The whole class looked at the six foot tall cock expectantly. Cockney stood erect and cleared his urinary tract (it sounded like coughing but it smelled much worse) before announcing that...
“...I want you to get acquainted with this guy, because he’ll be our class’ Exemplary Phallus!”
Some of your classmates gasped in shock. A few of them, the proudest males, began protesting with expletives.
“That wimp?!”
“What? You kidding, you big dickhead?! I should be the class E.P.!”
“No! *I* am more manly than him! *I* should be the E.P.!”
There was someone on the gym who seemed specially furious at this announcement.
It was you, of course.
“There must be some sort of mistake! I am anything but exemplary...!” You told Cockney. “Much less my phallus...” You muttered to yourself.
“Aww, no need to thank me, sweetheart!” Said the giant cock. “This is your big chance to shine, *little* guy!” The way he suppressed a laugh after saying “little” definitely gave away that he knew all about your privates. That bastard!
But was an Exemplary Phallus anyway? By the name of it you just knew your manhood was going to end up exposed to the class in one way or another. You knew this whole school was obsessed with penises, and the six-foot cock standing next to you was all the evidence you needed.
A muscular bodybuilder approached you and grabbed you by your shirt. “You scrawny little shit! I worked out so hard to be the E.P., you don’t dare steal my title!”
“It’s ok! It’s ok! Let me down! You can be the E.P. if you want!” You pleaded.
“Nope, only teachers can select Exemplaries.” Cockney butted in, obviously not helping.
“Let him go right now!” Screamed one of your classmates.
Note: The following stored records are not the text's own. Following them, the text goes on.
//! Canonical chess-rule constants: the starting arrangement and the fixed
//! squares involved in castling.

use crate::game_state::chess_types::{Color, PieceType};

/// Back-rank piece order from the a-file to the h-file.
pub const BACK_RANK_ORDER: [PieceType; 8] = [
    PieceType::Rook,
    PieceType::Knight,
    PieceType::Bishop,
    PieceType::Queen,
    PieceType::King,
    PieceType::Bishop,
    PieceType::Knight,
    PieceType::Rook,
];

pub const KING_START_FILE: u8 = 4;

/// Squares of one castling move on a side's back rank, as file indices.
#[derive(Debug, Clone, Copy, PartialEq, Eq)]
pub struct CastleGeometry {
    pub king_to: u8,
    pub rook_from: u8,
    pub rook_to: u8,
    /// Files that must be empty between king and rook.
    pub empty_files: &'static [u8],
    /// Files the king stands on, crosses or lands on; none may be attacked.
    pub safe_files: &'static [u8],
}

pub static SHORT_CASTLE: CastleGeometry = CastleGeometry {
    king_to: 6,
    rook_from: 7,
    rook_to: 5,
    empty_files: &[5, 6],
    safe_files: &[4, 5, 6],
};

pub static LONG_CASTLE: CastleGeometry = CastleGeometry {
    king_to: 2,
    rook_from: 0,
    rook_to: 3,
    empty_files: &[1, 2, 3],
    safe_files: &[4, 3, 2],
};

/// Rank a pawn of `color` double-steps from.
#[inline]
pub const fn pawn_start_rank(color: Color) -> u8 {
    match color {
        Color::White => 1,
        Color::Black => 6,
    }
}

/// Rank a pawn of `color` promotes on.
#[inline]
pub const fn promotion_rank(color: Color) -> u8 {
    match color {
        Color::White => 7,
        Color::Black => 0,
    }
}
use crate::game_state::chess_types::Square;
use crate::game_state::position::Position;
use crate::moves::chess_move::Move;

/// Emit one move per target square, recording whatever stands on the target
/// as the captured piece. `targets` must already exclude friendly squares.
#[inline]
pub fn push_target_moves(position: &Position, from: Square, targets: u64, out: &mut Vec<Move>) {
    for to in Square::iter_bits(targets) {
        out.push(Move::new(from, to, position.piece_at(to)));
    }
}
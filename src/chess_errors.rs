//! Errors used throughout the position engine.
//!
//! `ChessError` is the single recoverable error type of the crate. Contract
//! violations (indexing the board with a malformed coordinate string) are not
//! represented here; those panic at the call site.

use std::error::Error;
use std::fmt;

use crate::game_state::chess_types::Square;

pub type ChessResult<T> = Result<T, ChessError>;

#[derive(Debug, Clone, PartialEq, Eq)]
pub enum ChessError {
    /// Text that is not a two-character `a1`..`h8` coordinate.
    InvalidCoordinate(String),

    /// A board diagram with the wrong shape or an unknown cell letter.
    InvalidDiagram(String),

    /// A grid cell holds a value that is not a well-formed piece.
    InvalidPiece { square: Square, raw: u8 },

    /// A move without start or end square was handed to the applier.
    NullMove,

    /// The start square of a move holds no piece.
    EmptyStartSquare(Square),

    /// A perft worker thread panicked before reporting its counts.
    WorkerPanicked,
}

impl fmt::Display for ChessError {
    fn fmt(&self, f: &mut fmt::Formatter<'_>) -> fmt::Result {
        match self {
            ChessError::InvalidCoordinate(text) => write!(f, "invalid coordinate: {text:?}"),
            ChessError::InvalidDiagram(reason) => write!(f, "invalid board diagram: {reason}"),
            ChessError::InvalidPiece { square, raw } => {
                write!(f, "invalid piece value {raw:#04x} on {square}")
            }
            ChessError::NullMove => write!(f, "cannot apply the null move"),
            ChessError::EmptyStartSquare(square) => {
                write!(f, "no piece on start square {square}")
            }
            ChessError::WorkerPanicked => write!(f, "perft worker thread panicked"),
        }
    }
}

impl Error for ChessError {}
//! Conversions between two-character square coordinates (`e4`, `A1`) and
//! zero-based `(file, rank)` board indices.
//!
//! `is_valid_coordinate` is the gatekeeper: `to_indices` treats anything it
//! rejects as caller error and panics instead of mapping it to some square.

/// Exactly two characters, file `a`..=`h` (either case), rank `1`..=`8`.
#[inline]
pub fn is_valid_coordinate(coordinate: &str) -> bool {
    let bytes = coordinate.as_bytes();
    if bytes.len() != 2 {
        return false;
    }

    let file = bytes[0].to_ascii_lowercase();
    let rank = bytes[1];
    (b'a'..=b'h').contains(&file) && (b'1'..=b'8').contains(&rank)
}

/// Map a coordinate to `(file, rank)`; `a` and `1` map to `0`.
///
/// Panics if `is_valid_coordinate(coordinate)` does not hold.
#[inline]
pub fn to_indices(coordinate: &str) -> (u8, u8) {
    assert!(
        is_valid_coordinate(coordinate),
        "invalid board coordinate: {coordinate:?}"
    );

    let bytes = coordinate.as_bytes();
    (bytes[0].to_ascii_lowercase() - b'a', bytes[1] - b'1')
}

/// Inverse of `to_indices`, always lower case. Panics outside `0..=7`.
#[inline]
pub fn to_coordinate(file: u8, rank: u8) -> String {
    assert!(
        file < 8 && rank < 8,
        "board indices out of range: ({file}, {rank})"
    );

    let file_char = char::from(b'a' + file);
    let rank_char = char::from(b'1' + rank);
    format!("{file_char}{rank_char}")
}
“Who’s that?!” Asked the bodybuilder. “Who dares to...?”
“It’s me, Lotto.” Said a handsome young man with blonde hair arranged in a fashionable haircut. “Lotto Furine.” He shook his hair around as he said that.
Damn, this guy sure had presence. How come you hadn’t noticed him before?
“Did you forget why we enlisted in this school? The status of Exemplary Phallus is highly overrated. We’re supposed to study all of the male reproductive system’s secrets. We can’t do that freely if we are elected as E.P., much less in our first year.” Lotto smiled. “If you ask me, you’re just asking for self-validation. If you truly are the man you believe to be, why would you need to show that off to others?”
The bodybuilder finally let go of your shirt to shake his fist at Lotto. But ultimately, he had to admit the blonde guy was right, so he didn’t speak a word as he returned to the group of students.
“Woah, thanks. The way you managed the situation was very cool.”
He smirked. “I didn’t do this for you. I just don’t want us to forget our primary objective: genital knowledge. One day, I hope to become the ultimate urologist master.” He stared up at the ceiling. Or was he trying to look at the stars? “That way I’ll finally accomplish the promise I did a long time ago to a childhood friend who was also my rival.”
...Just great, another crazy individual.